* Aim of the task *
Within the records below, reproduce without change the lines from the line that has "and ledger primitives" through the line that has "async fn read_balance(&mut", and only those.

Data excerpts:
*** Block opens ***
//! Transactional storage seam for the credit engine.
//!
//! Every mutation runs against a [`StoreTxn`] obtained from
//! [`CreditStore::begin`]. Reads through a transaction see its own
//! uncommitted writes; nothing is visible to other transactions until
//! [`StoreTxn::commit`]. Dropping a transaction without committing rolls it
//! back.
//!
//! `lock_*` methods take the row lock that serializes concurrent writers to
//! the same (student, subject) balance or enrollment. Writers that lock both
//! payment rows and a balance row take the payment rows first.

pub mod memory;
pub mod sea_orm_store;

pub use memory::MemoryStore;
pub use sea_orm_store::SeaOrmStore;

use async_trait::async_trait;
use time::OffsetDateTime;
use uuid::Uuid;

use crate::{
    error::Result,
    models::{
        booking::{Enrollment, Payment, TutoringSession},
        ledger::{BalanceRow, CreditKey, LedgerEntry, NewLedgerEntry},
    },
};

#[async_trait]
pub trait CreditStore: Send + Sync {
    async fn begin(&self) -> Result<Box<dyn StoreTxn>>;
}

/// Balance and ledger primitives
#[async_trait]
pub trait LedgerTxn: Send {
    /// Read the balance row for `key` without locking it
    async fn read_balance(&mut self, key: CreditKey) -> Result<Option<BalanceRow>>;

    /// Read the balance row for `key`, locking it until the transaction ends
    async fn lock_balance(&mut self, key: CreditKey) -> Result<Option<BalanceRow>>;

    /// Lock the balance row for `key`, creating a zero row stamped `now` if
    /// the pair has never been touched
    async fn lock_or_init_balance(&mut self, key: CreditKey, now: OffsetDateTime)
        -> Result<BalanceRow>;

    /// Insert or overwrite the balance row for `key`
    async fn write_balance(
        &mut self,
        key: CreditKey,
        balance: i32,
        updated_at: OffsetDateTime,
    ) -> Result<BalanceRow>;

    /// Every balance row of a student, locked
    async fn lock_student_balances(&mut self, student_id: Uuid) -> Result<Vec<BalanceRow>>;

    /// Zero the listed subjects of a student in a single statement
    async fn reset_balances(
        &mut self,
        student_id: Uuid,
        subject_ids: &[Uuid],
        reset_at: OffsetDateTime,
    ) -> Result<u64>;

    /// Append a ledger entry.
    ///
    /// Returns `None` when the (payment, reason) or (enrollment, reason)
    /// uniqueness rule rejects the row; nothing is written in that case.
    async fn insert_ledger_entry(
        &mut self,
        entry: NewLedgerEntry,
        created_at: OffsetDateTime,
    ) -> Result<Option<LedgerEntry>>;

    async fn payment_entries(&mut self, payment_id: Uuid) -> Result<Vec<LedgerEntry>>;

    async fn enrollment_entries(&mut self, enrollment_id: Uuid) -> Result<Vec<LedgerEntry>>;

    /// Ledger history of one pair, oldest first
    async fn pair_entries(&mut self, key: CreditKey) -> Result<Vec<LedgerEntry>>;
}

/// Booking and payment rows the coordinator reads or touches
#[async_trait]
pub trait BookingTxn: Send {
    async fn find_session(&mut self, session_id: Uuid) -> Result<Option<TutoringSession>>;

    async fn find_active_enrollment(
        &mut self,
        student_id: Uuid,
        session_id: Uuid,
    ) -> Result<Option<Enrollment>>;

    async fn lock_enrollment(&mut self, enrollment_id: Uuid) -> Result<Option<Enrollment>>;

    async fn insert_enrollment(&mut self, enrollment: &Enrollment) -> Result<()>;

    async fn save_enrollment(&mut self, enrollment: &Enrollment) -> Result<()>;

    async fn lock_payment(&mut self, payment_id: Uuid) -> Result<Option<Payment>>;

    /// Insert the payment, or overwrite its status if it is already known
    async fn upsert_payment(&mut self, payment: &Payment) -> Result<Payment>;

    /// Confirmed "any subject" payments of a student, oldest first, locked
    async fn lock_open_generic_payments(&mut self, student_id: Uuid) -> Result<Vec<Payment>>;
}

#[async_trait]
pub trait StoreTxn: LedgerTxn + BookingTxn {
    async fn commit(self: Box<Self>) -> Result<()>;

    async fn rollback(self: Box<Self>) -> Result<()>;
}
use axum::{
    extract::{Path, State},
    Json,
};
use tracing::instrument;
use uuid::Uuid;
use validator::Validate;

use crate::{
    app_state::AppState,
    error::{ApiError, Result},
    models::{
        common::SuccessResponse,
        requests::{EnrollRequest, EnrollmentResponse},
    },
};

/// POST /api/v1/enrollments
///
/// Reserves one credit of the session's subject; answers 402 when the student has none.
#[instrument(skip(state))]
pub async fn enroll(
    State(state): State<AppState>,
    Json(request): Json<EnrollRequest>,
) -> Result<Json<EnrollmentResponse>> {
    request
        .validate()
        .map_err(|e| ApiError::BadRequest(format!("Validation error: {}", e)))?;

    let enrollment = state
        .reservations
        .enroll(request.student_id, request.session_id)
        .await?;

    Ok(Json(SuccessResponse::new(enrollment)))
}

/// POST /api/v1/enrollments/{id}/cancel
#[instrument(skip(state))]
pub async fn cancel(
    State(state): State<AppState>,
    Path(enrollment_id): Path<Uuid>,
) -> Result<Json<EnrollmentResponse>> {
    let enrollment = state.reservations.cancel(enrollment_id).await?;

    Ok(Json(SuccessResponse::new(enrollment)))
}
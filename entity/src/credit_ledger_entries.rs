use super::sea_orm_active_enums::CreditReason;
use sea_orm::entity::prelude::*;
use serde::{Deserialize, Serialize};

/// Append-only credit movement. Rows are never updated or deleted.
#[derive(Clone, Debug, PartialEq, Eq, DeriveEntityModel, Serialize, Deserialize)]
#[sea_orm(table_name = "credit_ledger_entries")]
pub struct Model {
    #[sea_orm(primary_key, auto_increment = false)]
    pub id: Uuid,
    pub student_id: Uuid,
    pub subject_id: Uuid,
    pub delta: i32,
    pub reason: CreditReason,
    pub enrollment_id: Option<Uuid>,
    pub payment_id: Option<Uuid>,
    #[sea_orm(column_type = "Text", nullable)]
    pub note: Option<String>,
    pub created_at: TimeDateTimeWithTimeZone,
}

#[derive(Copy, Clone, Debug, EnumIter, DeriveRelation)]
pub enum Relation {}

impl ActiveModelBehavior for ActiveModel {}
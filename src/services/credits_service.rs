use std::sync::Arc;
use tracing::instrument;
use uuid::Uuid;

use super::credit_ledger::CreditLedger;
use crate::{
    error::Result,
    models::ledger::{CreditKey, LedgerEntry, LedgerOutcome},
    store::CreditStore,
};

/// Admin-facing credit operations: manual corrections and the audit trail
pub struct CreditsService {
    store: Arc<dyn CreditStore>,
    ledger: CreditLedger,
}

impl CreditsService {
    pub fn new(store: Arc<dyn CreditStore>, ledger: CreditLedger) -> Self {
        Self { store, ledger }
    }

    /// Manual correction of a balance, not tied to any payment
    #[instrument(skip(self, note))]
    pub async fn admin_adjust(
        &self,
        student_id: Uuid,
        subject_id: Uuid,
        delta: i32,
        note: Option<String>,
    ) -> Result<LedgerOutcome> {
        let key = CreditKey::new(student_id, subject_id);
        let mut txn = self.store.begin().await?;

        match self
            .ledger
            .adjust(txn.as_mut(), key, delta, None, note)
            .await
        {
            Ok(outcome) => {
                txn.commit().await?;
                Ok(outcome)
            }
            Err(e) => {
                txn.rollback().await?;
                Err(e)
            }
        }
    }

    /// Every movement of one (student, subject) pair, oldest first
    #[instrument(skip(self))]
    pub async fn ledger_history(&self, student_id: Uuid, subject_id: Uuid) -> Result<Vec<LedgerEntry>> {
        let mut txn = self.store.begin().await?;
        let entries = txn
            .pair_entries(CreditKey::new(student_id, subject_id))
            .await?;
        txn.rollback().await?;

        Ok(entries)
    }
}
*** Block closes ***
* Task answer *
/// Balance and ledger primitives
#[async_trait]
pub trait LedgerTxn: Send {
    /// Read the balance row for `key` without locking it
    async fn read_balance(&mut self, key: CreditKey) -> Result<Option<BalanceRow>>;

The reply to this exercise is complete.